Dos años después de esta relación tóxica, a Rona le diagnosticaron cáncer de mama. Me refirió a otro terapeuta mientras se sometía a cirugía y quimioterapia. “John * será como tu tío, cuidándote hasta que pueda”, explicó.

Durante mi primera sesión con John, repetí esto. Él rodó sus ojos y soltó un profundo suspiro. “Jen, eres perfectamente capaz de tomar tus propias decisiones”, dijo.

Rona llamó unos meses después, cuando se sintió mejor. No quería continuar nuestras sesiones, pero todavía le tenía miedo. Le dije a John que me sentía como un rehén emocional. “Sí, tienes razón”, dijo. “Pero tú eres quien te mantiene como rehén, no Rona. Eso es verdad con todas tus relaciones “.

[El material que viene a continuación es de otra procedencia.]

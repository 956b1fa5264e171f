use chrono::{DateTime, SecondsFormat, Utc};

use crate::providers::{ProviderError, ValidationSnafu};

/// Largest `per_page` GitHub accepts on the commits endpoint.
pub const MAX_PAGE_SIZE: u8 = 100;

/// Rejects page sizes GitHub would silently clamp.
pub fn validate_page_size(page_size: u8) -> Result<(), ProviderError> {
    if page_size == 0 || page_size > MAX_PAGE_SIZE {
        return ValidationSnafu {
            message: format!("page size must be within 1..={MAX_PAGE_SIZE}, got {page_size}"),
        }
        .fail();
    }
    Ok(())
}

/// Query string for `GET /repos/{owner}/{repo}/commits`.
pub fn construct_params(
    branch: &str,
    before: DateTime<Utc>,
    page_size: u8,
) -> Vec<(String, String)> {
    vec![
        ("sha".to_string(), branch.to_string()),
        (
            "until".to_string(),
            before.to_rfc3339_opts(SecondsFormat::Secs, true),
        ),
        ("per_page".to_string(), page_size.to_string()),
    ]
}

Esas palabras me sobresaltaron, y sospeché que él tenía razón. Había creído por tanto tiempo que no era una buena persona y no merecía el amor; era fácil creer a Rona cuando ella reforzó mis temores. Ahora, sin embargo, ya había terminado de castigarme a mí mismo.

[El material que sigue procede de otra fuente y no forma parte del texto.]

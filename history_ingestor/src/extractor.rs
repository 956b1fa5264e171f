//! Package-set extraction.
//!
//! A [`PackageExtractor`] turns a commit into the list of packages defined at that
//! commit. Extraction is expensive (it evaluates the whole package set), so callers
//! are expected to deduplicate and bound concurrency above this layer.

pub mod nix_env;

use async_trait::async_trait;
use snafu::{Backtrace, Snafu};

use crate::models::{commit::Commit, package::Package};

pub use nix_env::NixEnvExtractor;

/// Trait for evaluating the package set at a commit.
#[async_trait]
pub trait PackageExtractor {
    /// Lists every package with a version at `commit`.
    async fn packages_at(&self, commit: &Commit) -> Result<Vec<Package>, ExtractionError>;
}

/// Errors that can occur while extracting a package set.
#[derive(Debug, Snafu)]
#[snafu(visibility(pub))]
pub enum ExtractionError {
    /// The evaluator could not be started at all.
    #[snafu(display("failed to spawn {program}: {source}"))]
    Spawn {
        program: String,
        source: std::io::Error,
        backtrace: Backtrace,
    },

    /// The evaluator ran but reported failure for this commit.
    #[snafu(display("evaluation of {commit} failed ({status}): {stderr}"))]
    Failed {
        commit: Commit,
        status: String,
        stderr: String,
        backtrace: Backtrace,
    },

    /// The evaluator's output was not the expected JSON document.
    #[snafu(display("malformed package set output: {source}"))]
    Parse {
        source: serde_json::Error,
        backtrace: Backtrace,
    },
}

Tuve que enfrentarme a Rona, pero seguí postergándolo. Escribí muchas cartas sin enviar para resolver mis sentimientos. Finalmente, concerté una cita. Durante el viaje en ferry, seguí practicando lo que quería decir, aterrorizado de que cayera en algún tipo de hechizo cuando la vi. Mi corazón latía con fuerza en mi garganta, viéndola en ese balancín de madera, a través de la pantalla del porche. Llamé a la puerta y temblorosamente le di un cheque cuando ella lo abrió.

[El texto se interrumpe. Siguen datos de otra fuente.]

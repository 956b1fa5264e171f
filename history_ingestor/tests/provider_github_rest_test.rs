use chrono::{TimeZone, Utc};
use history_ingestor::{
    models::commit::Commit,
    providers::{
        HistoryProvider, ProviderError,
        github_rest::{GithubConfig, GithubProvider},
    },
};
use httpmock::Method::GET;
use httpmock::MockServer;
use nonzero_ext::nonzero;
use secrecy::SecretString;
use serde_json::json;

fn provider_for(server: &MockServer, token: Option<&str>) -> GithubProvider {
    let config = GithubConfig {
        api_base: server.base_url(),
        owner: "NixOS".to_string(),
        repo: "nixpkgs".to_string(),
        requests_per_second: nonzero!(100u32),
    };
    GithubProvider::new(config, token.map(|t| SecretString::from(t.to_string())))
        .expect("build provider")
}

#[tokio::test]
async fn lists_commits_for_branch_until_time() {
    let server = MockServer::start_async().await;
    let mock = server
        .mock_async(|when, then| {
            when.method(GET)
                .path("/repos/NixOS/nixpkgs/commits")
                .query_param("sha", "nixos-unstable")
                .query_param("until", "2024-05-06T00:00:00Z")
                .query_param("per_page", "30")
                .header("authorization", "Bearer ghp_test");
            then.status(200).json_body(json!([
                {
                    "sha": "a3f9c2e",
                    "commit": { "committer": { "date": "2024-05-05T21:13:07Z" } }
                },
                {
                    "sha": "77be0d1",
                    "commit": { "committer": null }
                }
            ]));
        })
        .await;

    let provider = provider_for(&server, Some("ghp_test"));
    let before = Utc.with_ymd_and_hms(2024, 5, 6, 0, 0, 0).unwrap();
    let got = provider
        .commits_until("nixos-unstable", before, 30)
        .await
        .expect("commits");

    mock.assert_async().await;
    assert_eq!(got, vec![Commit::new("a3f9c2e"), Commit::new("77be0d1")]);
}

#[tokio::test]
async fn anonymous_provider_sends_no_authorization() {
    let server = MockServer::start_async().await;
    let mock = server
        .mock_async(|when, then| {
            when.method(GET)
                .path("/repos/NixOS/nixpkgs/commits")
                .header_missing("authorization");
            then.status(200).json_body(json!([]));
        })
        .await;

    let provider = provider_for(&server, None);
    let before = Utc.with_ymd_and_hms(2024, 5, 6, 0, 0, 0).unwrap();
    let got = provider
        .commits_until("nixos-unstable", before, 30)
        .await
        .expect("commits");

    mock.assert_async().await;
    assert!(got.is_empty());
}

#[tokio::test]
async fn retry_after_maps_to_rate_limited() {
    let server = MockServer::start_async().await;
    server
        .mock_async(|when, then| {
            when.method(GET).path("/repos/NixOS/nixpkgs/commits");
            then.status(403)
                .header("retry-after", "2")
                .body("You have exceeded a secondary rate limit");
        })
        .await;

    let provider = provider_for(&server, None);
    let err = provider
        .commits_until("nixpkgs-unstable", Utc::now(), 30)
        .await
        .unwrap_err();

    match err {
        ProviderError::RateLimited { wait } => assert_eq!(wait.as_secs(), 2),
        other => panic!("expected rate limit, got {other}"),
    }
}

#[tokio::test]
async fn other_statuses_are_api_errors() {
    let server = MockServer::start_async().await;
    server
        .mock_async(|when, then| {
            when.method(GET).path("/repos/NixOS/nixpkgs/commits");
            then.status(422).body("No commit found for SHA: nixos-99.99");
        })
        .await;

    let provider = provider_for(&server, None);
    let err = provider
        .commits_until("nixos-99.99", Utc::now(), 30)
        .await
        .unwrap_err();

    match err {
        ProviderError::Api { status, message, .. } => {
            assert_eq!(status, 422);
            assert!(message.contains("nixos-99.99"));
        }
        other => panic!("expected api error, got {other}"),
    }
}

#[tokio::test]
async fn oversized_page_is_rejected_before_any_request() {
    let server = MockServer::start_async().await;
    let mock = server
        .mock_async(|when, then| {
            when.method(GET);
            then.status(200).json_body(json!([]));
        })
        .await;

    let provider = provider_for(&server, None);
    let err = provider
        .commits_until("nixos-unstable", Utc::now(), 101)
        .await
        .unwrap_err();

    assert!(matches!(err, ProviderError::Validation { .. }));
    mock.assert_hits_async(0).await;
}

“Esto es lo que te equivoca”, le dije, con miedo de poner un pie en la terraza acristalada que se había convertido en una prisión. “No soy malvado. Soy una buena madre No te necesito sobre mi hombro, ayudándome a tomar decisiones “.

Rona me cerró la puerta en la cara. Me obligué a caminar lentamente por el camino de piedra hasta mi auto. Mis piernas temblaban, mi aliento se aceleraba, pero estaba sonriendo.

Me llevó mucho tiempo dejar de pensar completamente en mí misma como la víctima de Rona. Una vez que lo hice, sucedió algo milagroso: comencé a confiar más en mí mismo como madre, esposa e hija. Trabajé más duro en mis relaciones. Me juzgué a mí mismo y a otros menos. Me acerqué más a mi familia, mejor pude amar a los demás porque era más compasivo conmigo mismo.

(* Los nombres han sido cambiados para proteger la privacidad)

Este ensayo apareció originalmente en Oprah.com.